ZX Spectrum 48K

Chris Bourne

Last month we announced in the News Input of CRASH that C.C.S. were launching a range of new low-price games under the sub-heading of Charlie Charlie Sugar software. Rainy Day, is rather aptly named, a collection of puzzle games to while away the dull rainy days. Fate decreed a hot summer - never mind!

There are three different types of game included, each accessible from the front end of the program. The Puzzle unit offers you the choice of ten small pictures which must be sorted out. The complete picture is shown on the left of the screen, whilst on the right it is shown with all its character blocks muddled up. A yellow cursor block acts as a shuffling space so you can move the picture blocks about to rearrange them. The time it takes and the number of moves you make are soon shown on screen along with best times and best moves. The cursor block is moved appropriately enough with the cursor keys or a joystick.

The Codebreaker is an unusually elegant version of Mastercode, the game where you have to guess a combination in a limited number of goes. In this case the combination is a safe locking number in five digits. After each guess you are told how many numbers are correct but in the wrong position and how many numbers are correct in the right position. 15 attempts are allowed and a time limit which runs down to zero.

The third item is a Reaction Tester. A black coloured ball is dropped from the top of the screen into a glass of liquid. The object is to interrupt with a key as fast as possible so that the ball hardly drops at all. Witty comments are attached to the various level markers which judge your performance. The droptime displayed is in 1/100s of a second.
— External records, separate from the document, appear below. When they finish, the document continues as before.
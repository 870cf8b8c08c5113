//! Part meshes for a coilover snapshot.
//!
//! Rigid parts (body, shaft, perches, cone) are meshed once at the origin when
//! the dimensions change and only translated per travel sample. Springs change
//! shape with travel, so they are re-swept along a fresh helix every time.

use serde::Serialize;

use super::dimensions::WireSection;
use super::layout::{Anchors, AssemblyLayout, SpringGeometry};
use crate::error::CoiloverResult;
use crate::geom::{GeomMesh, GeomMeshDiagnostics, SweepCaps, annulus, cone, cylinder, sweep_rectangular, sweep_round};

#[derive(Debug, Clone, Copy, PartialEq, Eq, PartialOrd, Ord, Hash, Serialize)]
#[serde(rename_all = "snake_case")]
pub enum PartKind {
    DamperBody,
    Shaft,
    LowerPerch,
    MainSpring,
    HelperPerch,
    HelperSpring,
    UpperPerch,
    UpperCone,
}

impl PartKind {
    pub const ALL: [PartKind; 8] = [
        PartKind::DamperBody,
        PartKind::Shaft,
        PartKind::LowerPerch,
        PartKind::MainSpring,
        PartKind::HelperPerch,
        PartKind::HelperSpring,
        PartKind::UpperPerch,
        PartKind::UpperCone,
    ];

    /// Stable identifier used by the front end and for exported file names.
    #[must_use]
    pub const fn id(self) -> &'static str {
        match self {
            Self::DamperBody => "damper_body",
            Self::Shaft => "shaft",
            Self::LowerPerch => "lower_perch",
            Self::MainSpring => "main_spring",
            Self::HelperPerch => "helper_perch",
            Self::HelperSpring => "helper_spring",
            Self::UpperPerch => "upper_perch",
            Self::UpperCone => "upper_cone",
        }
    }

    /// Render color as linear RGB in `[0, 1]`.
    #[must_use]
    pub const fn color(self) -> [f64; 3] {
        match self {
            Self::DamperBody => [0.4, 0.4, 0.4],
            Self::Shaft => [0.8, 0.1, 0.1],
            Self::LowerPerch => [0.0, 0.7, 1.0],
            Self::MainSpring => [0.1, 0.1, 0.8],
            Self::HelperPerch => [1.0, 0.0, 0.8],
            Self::HelperSpring => [0.1, 0.6, 0.3],
            Self::UpperPerch | Self::UpperCone => [1.0, 0.5, 0.0],
        }
    }

    #[must_use]
    pub const fn is_spring(self) -> bool {
        matches!(self, Self::MainSpring | Self::HelperSpring)
    }
}

#[derive(Debug, Clone, PartialEq)]
pub struct PartMesh {
    pub kind: PartKind,
    pub color: [f64; 3],
    pub mesh: GeomMesh,
    pub diagnostics: GeomMeshDiagnostics,
}

impl PartMesh {
    fn new(kind: PartKind, (mesh, diagnostics): (GeomMesh, GeomMeshDiagnostics)) -> Self {
        report_diagnostics(kind, &diagnostics);
        Self {
            kind,
            color: kind.color(),
            mesh,
            diagnostics,
        }
    }

    fn placed(&self, z: f64) -> Self {
        Self {
            kind: self.kind,
            color: self.color,
            mesh: self.mesh.translated_z(z),
            diagnostics: self.diagnostics.clone(),
        }
    }
}

fn report_diagnostics(kind: PartKind, diagnostics: &GeomMeshDiagnostics) {
    if !diagnostics.is_valid_solid() {
        log::warn!("{} is not a closed solid: {}", kind.id(), diagnostics.summary());
    }
    for warning in &diagnostics.warnings {
        log::warn!("{}: {warning}", kind.id());
    }
}

/// Rigid parts meshed at the origin. Cylinders and annuli are centered on
/// z = 0; the cone has its base on z = 0.
#[derive(Debug, Clone, PartialEq)]
pub struct RigidParts {
    body: PartMesh,
    shaft: PartMesh,
    lower_perch: PartMesh,
    helper_perch: Option<PartMesh>,
    upper_perch: PartMesh,
    upper_cone: PartMesh,
}

impl RigidParts {
    pub fn build(layout: &AssemblyLayout) -> CoiloverResult<Self> {
        let dims = layout.dimensions();
        let geometry = layout.geometry();
        let mesh = &dims.mesh;
        let damper = &dims.damper;

        let body = PartMesh::new(
            PartKind::DamperBody,
            cylinder(damper.body_diameter * 0.5, damper.body_length, mesh.body_sectors)?,
        );
        let shaft = PartMesh::new(
            PartKind::Shaft,
            cylinder(damper.shaft_diameter * 0.5, geometry.shaft_length, mesh.body_sectors)?,
        );
        let lower_perch = PartMesh::new(
            PartKind::LowerPerch,
            annulus(
                geometry.lower_perch_diameter * 0.5,
                damper.body_diameter * 0.5,
                dims.lower_perch.thickness,
                mesh.perch_sectors,
            )?,
        );

        let upper_radius = geometry.upper_perch_diameter * 0.5;
        let upper_perch = PartMesh::new(
            PartKind::UpperPerch,
            cylinder(upper_radius, dims.upper_perch.thickness, mesh.perch_sectors)?,
        );
        let upper_cone = PartMesh::new(
            PartKind::UpperCone,
            cone(upper_radius, dims.upper_perch.cone_height, mesh.perch_sectors)?,
        );

        let helper_perch = match &dims.helper {
            None => None,
            Some(helper) => {
                let perch = &helper.perch;
                let sectors = mesh.helper_perch_sectors;
                let (mut merged, mut diagnostics) = annulus(
                    perch.outer_diameter * 0.5,
                    perch.inner_diameter * 0.5,
                    perch.thickness,
                    sectors,
                )?;
                let (sleeve, sleeve_diagnostics) = annulus(
                    perch.inner_diameter * 0.5,
                    perch.hole_diameter() * 0.5,
                    perch.sleeve_height,
                    sectors,
                )?;
                merged.append(&sleeve);
                diagnostics.merge(&sleeve_diagnostics);
                Some(PartMesh::new(PartKind::HelperPerch, (merged, diagnostics)))
            }
        };

        Ok(Self {
            body,
            shaft,
            lower_perch,
            helper_perch,
            upper_perch,
            upper_cone,
        })
    }

    /// Rigid parts translated to their anchors.
    #[must_use]
    pub fn place(&self, anchors: &Anchors) -> Vec<PartMesh> {
        let mut parts = vec![
            self.body.placed(anchors.body_center),
            self.shaft.placed(anchors.shaft_center),
            self.lower_perch.placed(anchors.lower_perch_center),
            self.upper_perch.placed(anchors.upper_perch_center),
            self.upper_cone.placed(anchors.cone_base),
        ];
        if let (Some(perch), Some(z)) = (&self.helper_perch, anchors.helper_perch_center) {
            parts.push(perch.placed(z));
        }
        parts
    }
}

/// Sweeps one spring between its seats.
pub fn spring_mesh(
    kind: PartKind,
    spring: &SpringGeometry,
    bottom: f64,
    top: f64,
    samples: usize,
    wire_sides: usize,
) -> CoiloverResult<PartMesh> {
    let path = spring.helix(bottom, top)?.sample(samples)?;

    let swept = match spring.wire {
        WireSection::Round { diameter } => sweep_round(&path, diameter * 0.5, wire_sides, SweepCaps::BOTH)?,
        WireSection::Rectangular { width, height } => sweep_rectangular(&path, width, height, SweepCaps::BOTH)?,
    };
    Ok(PartMesh::new(kind, swept))
}

/// Main spring and, when present, helper spring for one set of anchors.
pub fn spring_meshes(layout: &AssemblyLayout, anchors: &Anchors) -> CoiloverResult<Vec<PartMesh>> {
    let geometry = layout.geometry();
    let settings = &layout.dimensions().mesh;

    let mut springs = vec![spring_mesh(
        PartKind::MainSpring,
        &geometry.main,
        anchors.main_bottom,
        anchors.main_top,
        settings.helix_samples,
        settings.wire_sides,
    )?];

    if let (Some(helper), Some(bottom), Some(top)) = (&geometry.helper, anchors.helper_bottom, anchors.helper_top) {
        springs.push(spring_mesh(
            PartKind::HelperSpring,
            helper,
            bottom,
            top,
            settings.helix_samples,
            settings.wire_sides,
        )?);
    }
    Ok(springs)
}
'Three games in one, I thought, can't be good. Well two of the three aren't bad at all - this is for puzzle type games. Codebreaker is a non-complicated version of Mastermind types and I found this worked quite well. Finding the correct code will open the safe and play a tune. I found the Puzzle Unit very difficult to complete, perhaps it would have been easier if a group of people tried to solve it - good for families. I thought the Reaction Tester was a bit pointless, but it makes a little break between the others. In this trio of games, colour has been well used but sound is only a frill and doesn't make any difference to the playing of them. Rainy Day is well priced for its contents.'

'The playing appeal of games like these is pretty limited, although the two main puzzles will probably find families with very young children enjoying them as a group participation. Neither the picture shuffling nor the code breaking is new - Corridors of Genon incorporated the code element and we've seen other compilation games with it, but I thought this version was well presented if graphically unexciting. On the whole reasonable value for money, but not generally recommended unless you particularly enjoy puzzles.'

Control keys: cursors. O to return to menu, 9 to swap a piece
Joystick: AGF, Protek, ZX 1
Keyboard play: reasonable
Use of colour: well used
Graphics: average
Sound: limited
Skill levels: I
Originality: all ingredients seen before in various forms
General Rating: Reasonable value for money, hardly an addictive sort of game, probably good for families and younger children.


Screenshot Text

The three screens of Rainy Day, (top) the reaction tester, (middle) rearranging Liverpool in the puzzle unit, (bottom) trying to open the safe in the code breaker.